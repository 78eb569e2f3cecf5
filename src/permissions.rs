//! Role based capability checks for dashboard users.
//!
//! Roles and companies come from the auth provider's custom claims and are
//! trusted as given. Every check fails closed: without a role, nothing is
//! permitted.
//!
//! ```
//! use mywater_fleet::permissions::{evaluate_permissions, UserRole};
//!
//! let admin = evaluate_permissions(Some(UserRole::Admin), Some("acme"));
//! assert!(admin.can_manage_users());
//! assert!(admin.can_access_company(Some("globex")));
//!
//! let anonymous = evaluate_permissions(None, Some("acme"));
//! assert!(!anonymous.can_access_company(Some("acme")));
//! ```

use std::{fmt, str::FromStr};

use serde::{Deserialize, Serialize};
use thiserror::Error;

// ---

#[derive(Debug, Clone, Copy, PartialEq, Eq, Hash, Serialize, Deserialize)]
#[serde(rename_all = "lowercase")]
pub enum UserRole {
    Superadmin,
    Admin,
    Technician,
    User,
}

/// A role claim that does not name a known role.
#[derive(Debug, Clone, PartialEq, Eq, Error)]
#[error("unknown user role: {0:?}")]
pub struct UnknownRole(pub String);

impl UserRole {
    // ---
    pub fn as_str(self) -> &'static str {
        match self {
            UserRole::Superadmin => "superadmin",
            UserRole::Admin => "admin",
            UserRole::Technician => "technician",
            UserRole::User => "user",
        }
    }
}

impl fmt::Display for UserRole {
    fn fmt(&self, f: &mut fmt::Formatter<'_>) -> fmt::Result {
        f.write_str(self.as_str())
    }
}

impl FromStr for UserRole {
    type Err = UnknownRole;

    fn from_str(s: &str) -> Result<Self, Self::Err> {
        match s.trim().to_ascii_lowercase().as_str() {
            "superadmin" => Ok(UserRole::Superadmin),
            "admin" => Ok(UserRole::Admin),
            "technician" => Ok(UserRole::Technician),
            "user" => Ok(UserRole::User),
            _ => Err(UnknownRole(s.to_string())),
        }
    }
}

/// Profile fields guarded separately when users edit themselves.
#[derive(Debug, Clone, Copy, PartialEq, Eq, Serialize, Deserialize)]
#[serde(rename_all = "lowercase")]
pub enum ProfileField {
    Name,
    Email,
    Phone,
    Company,
    Role,
    Status,
}

/// Capabilities of one signed-in user.
#[derive(Debug, Clone, PartialEq, Eq)]
pub struct Permissions {
    // ---
    role: Option<UserRole>,
    company: Option<String>,
}

/// Flattened capability flags, as returned to the dashboard.
#[derive(Debug, Clone, Copy, PartialEq, Eq, Serialize)]
#[serde(rename_all = "camelCase")]
pub struct Capabilities {
    // ---
    pub can_access_all_companies: bool,
    pub can_edit: bool,
    pub can_delete: bool,
    pub can_manage_users: bool,
    pub can_access_company: bool,
    pub can_edit_user: bool,
    pub can_change_role_or_status: bool,
}

/// Build the capability set for a user's role and company claims.
pub fn evaluate_permissions(role: Option<UserRole>, company: Option<&str>) -> Permissions {
    Permissions::new(role, company.map(str::to_string))
}

impl Permissions {
    // ---
    pub fn new(role: Option<UserRole>, company: Option<String>) -> Self {
        Self { role, company }
    }

    pub fn role(&self) -> Option<UserRole> {
        self.role
    }

    pub fn can_access_all_companies(&self) -> bool {
        matches!(self.role, Some(UserRole::Superadmin | UserRole::Admin))
    }

    /// Technicians, admins and superadmins can edit; plain users cannot.
    pub fn can_edit(&self) -> bool {
        matches!(
            self.role,
            Some(UserRole::Superadmin | UserRole::Admin | UserRole::Technician)
        )
    }

    pub fn can_delete(&self) -> bool {
        matches!(self.role, Some(UserRole::Superadmin))
    }

    pub fn can_manage_users(&self) -> bool {
        matches!(self.role, Some(UserRole::Superadmin | UserRole::Admin))
    }

    /// Whether this user may edit the profile of a user with `target_role`.
    ///
    /// Everyone with a role may edit their own profile. Admins may only edit
    /// technicians and plain users.
    pub fn can_edit_user(&self, target_role: Option<UserRole>, is_self: bool) -> bool {
        // ---
        match self.role {
            None => false,
            Some(_) if is_self => true,
            Some(UserRole::Superadmin) => true,
            Some(UserRole::Admin) => {
                matches!(target_role, Some(UserRole::Technician | UserRole::User))
            }
            Some(UserRole::Technician | UserRole::User) => false,
        }
    }

    /// Whether this user may change `field` on the target's profile.
    ///
    /// Only a superadmin may change their own role or status.
    pub fn can_edit_field(
        &self,
        target_role: Option<UserRole>,
        is_self: bool,
        field: ProfileField,
    ) -> bool {
        // ---
        if !self.can_edit_user(target_role, is_self) {
            return false;
        }
        match field {
            ProfileField::Role | ProfileField::Status => {
                !is_self || self.role == Some(UserRole::Superadmin)
            }
            _ => true,
        }
    }

    /// Whether data owned by `target_company` is visible to this user.
    ///
    /// A missing company on either side never matches.
    pub fn can_access_company(&self, target_company: Option<&str>) -> bool {
        // ---
        if self.role.is_none() {
            return false;
        }
        if self.can_access_all_companies() {
            return true;
        }
        match (self.company.as_deref(), target_company) {
            (Some(own), Some(target)) => own == target,
            _ => false,
        }
    }

    /// Snapshot every flag for one target company and target user.
    pub fn capabilities(
        &self,
        target_company: Option<&str>,
        target_role: Option<UserRole>,
        is_self: bool,
    ) -> Capabilities {
        // ---
        Capabilities {
            can_access_all_companies: self.can_access_all_companies(),
            can_edit: self.can_edit(),
            can_delete: self.can_delete(),
            can_manage_users: self.can_manage_users(),
            can_access_company: self.can_access_company(target_company),
            can_edit_user: self.can_edit_user(target_role, is_self),
            can_change_role_or_status: self.can_edit_field(
                target_role,
                is_self,
                ProfileField::Role,
            ),
        }
    }
}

*Exercise description:*
Please show all lines from the entries that contain the word "struct".

*Answer space:*
pub struct UnknownRole(pub String);
pub struct Permissions {
pub struct Capabilities {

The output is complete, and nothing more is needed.